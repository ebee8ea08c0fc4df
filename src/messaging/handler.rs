#[cfg(test)] use mockall::automock;

use crate::messaging::logical_addr::LogicalAddr;

/// Application callbacks. They are invoked synchronously from within
///  [crate::messaging::engine::ProtocolEngine::on_datagram] and
///  [crate::messaging::engine::ProtocolEngine::tick].
///
/// For every reliable send that was accepted, exactly one of `on_ack_success` and `on_ack_fail`
///  is called exactly once, unless the engine is dropped first.
#[cfg_attr(test, automock)]
pub trait MessageHandler {
    /// a message was received for a logical address owned by this node (or, on the leader, for
    ///  an address that is not owned by some other node)
    fn on_message(&mut self, logical_addr: LogicalAddr, action: u8, payload: &[u8]);

    fn on_ack_success(&mut self, logical_addr: LogicalAddr, action: u8, sequence: u16);

    /// all retries for a reliable send are exhausted without an acknowledgement
    fn on_ack_fail(&mut self, logical_addr: LogicalAddr, action: u8, sequence: u16);
}

type MessageCallback = Box<dyn FnMut(LogicalAddr, u8, &[u8])>;
type AckCallback = Box<dyn FnMut(LogicalAddr, u8, u16)>;

/// A [MessageHandler] built from closures, for applications that prefer registering callbacks
///  one at a time. Callbacks that were not registered are no-ops.
#[derive(Default)]
pub struct Callbacks {
    message: Option<MessageCallback>,
    ack_success: Option<AckCallback>,
    ack_fail: Option<AckCallback>,
}

impl Callbacks {
    pub fn new() -> Callbacks {
        Default::default()
    }

    pub fn with_message(mut self, cb: impl FnMut(LogicalAddr, u8, &[u8]) + 'static) -> Self {
        self.message = Some(Box::new(cb));
        self
    }

    pub fn with_ack_success(mut self, cb: impl FnMut(LogicalAddr, u8, u16) + 'static) -> Self {
        self.ack_success = Some(Box::new(cb));
        self
    }

    pub fn with_ack_fail(mut self, cb: impl FnMut(LogicalAddr, u8, u16) + 'static) -> Self {
        self.ack_fail = Some(Box::new(cb));
        self
    }
}

impl MessageHandler for Callbacks {
    fn on_message(&mut self, logical_addr: LogicalAddr, action: u8, payload: &[u8]) {
        if let Some(cb) = &mut self.message {
            cb(logical_addr, action, payload);
        }
    }

    fn on_ack_success(&mut self, logical_addr: LogicalAddr, action: u8, sequence: u16) {
        if let Some(cb) = &mut self.ack_success {
            cb(logical_addr, action, sequence);
        }
    }

    fn on_ack_fail(&mut self, logical_addr: LogicalAddr, action: u8, sequence: u16) {
        if let Some(cb) = &mut self.ack_fail {
            cb(logical_addr, action, sequence);
        }
    }
}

**Work instructions:** Copy the lines above exactly. Start with the line containing "pub struct Callbacks", end with the line containing "self.message = Some(Box::new(cb));", and include both.

**Solution for this exercise:**
pub struct Callbacks {
    message: Option<MessageCallback>,
    ack_success: Option<AckCallback>,
    ack_fail: Option<AckCallback>,
}

impl Callbacks {
    pub fn new() -> Callbacks {
        Default::default()
    }

    pub fn with_message(mut self, cb: impl FnMut(LogicalAddr, u8, &[u8]) + 'static) -> Self {
        self.message = Some(Box::new(cb));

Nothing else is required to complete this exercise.